Il Parkinson’s disease it’s a neurodegenerative diseaseslowly progressive, which affects the central nervous system, more particularly the dopaminergic neurons – which produce dopamine, and is characterized by movement disorders: tremor at rest, rigidity, slowness and decreased movements, leading to instability of posture and gait. The average age of onset of the disease is around 57 years, but it is particularly widespread among the elderly, in fact it affects 10% of people over 80 years of age. In Italy there are around 300 thousand people affected by Parkinson’smostly males, but it seems that the number is destined to increase, affecting a growing number of people still of working age. The neurological symptoms are very subtle and silent and do not appear until damage has occurred to 60-70% of the affected nerve cells. The possible culprit of this terrible disease could be pollution.

Parkinson and industrialization

As the wisesociety.it website replies, a growing number of clinical studies demonstrates what the English doctor James Parkinson actually already hypothesized, who was the first in 1817 to describe the disease in a rather precise manner, so much so that he even gave it its name, and who highlighted the common cause between the onset of the disease and the phenomenon of pollutionincreasing exponentially during the Industrial Revolution.
Recent studies – we were saying – suggest the accuracy of this intuition: it now seems established, in fact, that there is a link between the onset of Parkinson’s disease and the bad air quality, exposure to which is associated with a much higher risk of developing the disease. Poor air quality due to hydrocarbon emissions and solvents used in industries, but also to pesticides and herbicides.

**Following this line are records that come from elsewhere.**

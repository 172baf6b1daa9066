//! Session and event types.
//!
//! A `Session` is one conversation thread between a user and the agent,
//! namespaced by app name. Its `events` are the ordered turns: user text,
//! model text, tool calls and tool responses. Each event may carry a state
//! delta that is applied to session, user or app scoped state depending on
//! the key prefix (see [`StateScope`]).

use std::collections::BTreeMap;

use chrono::{DateTime, TimeZone, Utc};
use serde::{Deserialize, Serialize};

/// Session state: string keys to arbitrary JSON values.
pub type StateMap = BTreeMap<String, serde_json::Value>;

/// Keys with this prefix are shared by every user of the app.
pub const APP_PREFIX: &str = "app:";
/// Keys with this prefix are shared by every session of one user.
pub const USER_PREFIX: &str = "user:";
/// Keys with this prefix live only for the current invocation and are never stored.
pub const TEMP_PREFIX: &str = "temp:";

/// Where a state key is stored.
#[derive(Debug, Clone, Copy, PartialEq, Eq)]
pub enum StateScope {
    App,
    User,
    Temp,
    Session,
}

impl StateScope {
    /// Classify a state key by its prefix and return the key without it.
    ///
    /// Session keys are returned unchanged.
    pub fn of(key: &str) -> (StateScope, &str) {
        if let Some(rest) = key.strip_prefix(APP_PREFIX) {
            (StateScope::App, rest)
        } else if let Some(rest) = key.strip_prefix(USER_PREFIX) {
            (StateScope::User, rest)
        } else if let Some(rest) = key.strip_prefix(TEMP_PREFIX) {
            (StateScope::Temp, rest)
        } else {
            (StateScope::Session, key)
        }
    }
}

/// A persisted conversation thread.
#[derive(Debug, Clone, Serialize, Deserialize)]
pub struct Session {
    pub id: String,
    pub app_name: String,
    pub user_id: String,
    #[serde(default)]
    pub state: StateMap,
    #[serde(default)]
    pub events: Vec<Event>,
    /// Seconds since the Unix epoch of the last appended event.
    pub last_update_time: f64,
}

/// One turn or action inside a session.
#[derive(Debug, Clone, Serialize, Deserialize)]
pub struct Event {
    pub id: String,
    /// Groups every event produced by one agent run.
    pub invocation_id: String,
    /// `"user"` or the agent name.
    pub author: String,
    /// Seconds since the Unix epoch.
    pub timestamp: f64,
    #[serde(default, skip_serializing_if = "Option::is_none")]
    pub content: Option<Content>,
    #[serde(default)]
    pub actions: EventActions,
}

impl Event {
    /// A new event stamped with a fresh v7 id and the current time.
    pub fn new(invocation_id: impl Into<String>, author: impl Into<String>) -> Self {
        Self {
            id: uuid::Uuid::now_v7().to_string(),
            invocation_id: invocation_id.into(),
            author: author.into(),
            timestamp: now_timestamp(),
            content: None,
            actions: EventActions::default(),
        }
    }

    pub fn with_content(mut self, content: Content) -> Self {
        self.content = Some(content);
        self
    }

    pub fn with_state_delta(mut self, delta: StateMap) -> Self {
        self.actions.state_delta = delta;
        self
    }

    /// Concatenated text parts, or `None` when the event carries no text.
    pub fn text(&self) -> Option<String> {
        let content = self.content.as_ref()?;
        let texts: Vec<&str> = content.parts.iter().filter_map(Part::as_text).collect();
        if texts.is_empty() {
            None
        } else {
            Some(texts.join(" "))
        }
    }

    /// Whether the event has content with at least one part.
    pub fn has_parts(&self) -> bool {
        self.content.as_ref().is_some_and(|c| !c.parts.is_empty())
    }
}

/// Side effects recorded on an event.
#[derive(Debug, Clone, Default, Serialize, Deserialize)]
pub struct EventActions {
    #[serde(default, skip_serializing_if = "BTreeMap::is_empty")]
    pub state_delta: StateMap,
}

/// Message content of an event.
#[derive(Debug, Clone, PartialEq, Serialize, Deserialize)]
pub struct Content {
    /// `"user"` or `"model"`.
    pub role: String,
    pub parts: Vec<Part>,
}

impl Content {
    pub fn user_text(text: impl Into<String>) -> Self {
        Self {
            role: "user".to_string(),
            parts: vec![Part::Text { text: text.into() }],
        }
    }

    pub fn model_text(text: impl Into<String>) -> Self {
        Self {
            role: "model".to_string(),
            parts: vec![Part::Text { text: text.into() }],
        }
    }
}

/// One piece of event content.
#[derive(Debug, Clone, PartialEq, Serialize, Deserialize)]
#[serde(rename_all = "snake_case")]
pub enum Part {
    Text {
        text: String,
    },
    FunctionCall {
        id: String,
        name: String,
        args: serde_json::Value,
    },
    FunctionResponse {
        id: String,
        name: String,
        response: serde_json::Value,
    },
}

impl Part {
    pub fn as_text(&self) -> Option<&str> {
        match self {
            Part::Text { text } if !text.is_empty() => Some(text),
            _ => None,
        }
    }
}

/// Filters applied when reading a session's events.
#[derive(Debug, Clone, Default)]
pub struct GetSessionConfig {
    /// Keep only the last N events.
    pub num_recent_events: Option<usize>,
    /// Keep only events at or after this timestamp.
    pub after_timestamp: Option<f64>,
}

impl GetSessionConfig {
    pub fn apply(&self, events: &mut Vec<Event>) {
        if let Some(n) = self.num_recent_events.filter(|n| *n > 0) {
            if events.len() > n {
                events.drain(..events.len() - n);
            }
        }
        if let Some(after) = self.after_timestamp {
            events.retain(|e| e.timestamp >= after);
        }
    }
}

/// Current time as float seconds since the Unix epoch.
pub fn now_timestamp() -> f64 {
    let now = Utc::now();
    now.timestamp() as f64 + f64::from(now.timestamp_subsec_micros()) / 1_000_000.0
}

/// Render a float epoch timestamp as RFC 3339.
pub fn format_timestamp(ts: f64) -> String {
    let secs = ts.trunc() as i64;
    let nanos = ((ts.fract()) * 1_000_000_000.0) as u32;
    let dt: Option<DateTime<Utc>> = Utc.timestamp_opt(secs, nanos).single();
    dt.map(|d| d.to_rfc3339()).unwrap_or_default()
}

Parkinson’s, the link with air pollution

A study by the Barrow Neurological Institute, in Arizona, published last November in the US medical journal Neurology found a strong link between air pollution and the disease. In particular the researchers studied the geographical relationship between Parkinson’s and air pollution: the people they live in regions with high levels of air pollution they have a 56% higher risk of developing the diseasecompared to those living in regions with lower levels.

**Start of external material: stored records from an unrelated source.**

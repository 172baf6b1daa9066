//! Registration with the orchestrating master agent.
//!
//! On startup the agent announces itself by POSTing its name, public URL and
//! agent card to `{MASTER_AGENT__BASE_URL}/register_agent`.

use std::path::Path;
use std::time::Duration;

use serde::Serialize;
use serde_json::Value;
use thiserror::Error;

#[derive(Debug, Error)]
pub enum RegistrationError {
    #[error("failed to read agent card {path}: {message}")]
    Card { path: String, message: String },

    #[error("registration request failed: {0}")]
    Request(String),

    #[error("master agent rejected registration with status {status}: {body}")]
    Rejected { status: u16, body: String },
}

#[derive(Debug, Serialize)]
struct RegisterAgentRequest<'a> {
    agent_name: &'a str,
    agent_card: &'a Value,
    agent_base_url: Option<&'a str>,
}

/// Read and parse the agent card JSON.
pub fn load_agent_card(path: &Path) -> Result<Value, RegistrationError> {
    let card_error = |message: String| RegistrationError::Card {
        path: path.display().to_string(),
        message,
    };
    let raw = std::fs::read_to_string(path).map_err(|e| card_error(e.to_string()))?;
    serde_json::from_str(&raw).map_err(|e| card_error(e.to_string()))
}

pub struct MasterAgentClient {
    client: reqwest::Client,
    base_url: String,
}

impl MasterAgentClient {
    pub fn new(base_url: &str, timeout_secs: u64) -> Result<Self, RegistrationError> {
        let client = reqwest::Client::builder()
            .timeout(Duration::from_secs(timeout_secs))
            .build()
            .map_err(|e| RegistrationError::Request(e.to_string()))?;
        Ok(Self {
            client,
            base_url: base_url.trim_end_matches('/').to_string(),
        })
    }

    pub fn register_url(&self) -> String {
        format!("{}/register_agent", self.base_url)
    }

    pub async fn register(
        &self,
        agent_name: &str,
        agent_card: &Value,
        agent_base_url: Option<&str>,
    ) -> Result<(), RegistrationError> {
        let body = RegisterAgentRequest {
            agent_name,
            agent_card,
            agent_base_url,
        };
        let response = self
            .client
            .post(self.register_url())
            .json(&body)
            .send()
            .await
            .map_err(|e| RegistrationError::Request(e.to_string()))?;

        let status = response.status();
        if !status.is_success() {
            let body = response.text().await.unwrap_or_default();
            return Err(RegistrationError::Rejected {
                status: status.as_u16(),
                body,
            });
        }
        tracing::info!(url = %self.register_url(), agent_name, "registered with master agent");
        Ok(())
    }
}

The researchers were able to confirm a strong one for the first time correlation between the disease and fine particles in the United States, working on a sample of almost 22 million individuals of which almost 90 thousand were diagnosed in 2009: in particular, people who live in areas with a high level of PM2.5 pollution, i.e. particles with an aerodynamic diameter less than or equal to 2.5 thousandths of a millimetre, deriving from all types of combustion, including those of car and motorbike engines, energy production systems, wood for domestic heating, fires forestry and many other industrial processes.

The relationship between a person’s previous exposure to fine particles and their subsequent risk of developing the disease was also identified, net of other risk factors, such as age, sex, ethnicity, smoking, low access to medical care.

Parkinson’s, the link with the use of pesticides

We’ve been talking about one for years now correlation between exposure to pesticides e onset of Parkinson’s but it was not clear what they were in particular. It was a research team coordinated by the University of California at Los Angeles that identified 10 Pesticides That Damage Dopamine Neuronswhose death, as we have already mentioned, causes the disease.

From the study, published in May 2023 in Nature Communications, it emerged that these are four insecticides (dicofol, endosulfan, naled, propargite), three herbicides (diquat, endothall, trifluralin) and three fungicides (copper sulphate, basic and pentahydrate, and folpet), substances still in use in the United States. The study began with a history of decades of exposure to 288 pesticides among Parkinson’s patients who had participated in previous studies. This allowed the researchers to determine the effects of long-term exposureidentifying 53 substances that were tested individually to evaluate their toxicity towards dopaminergic neurons, from which the ten above were then skimmed.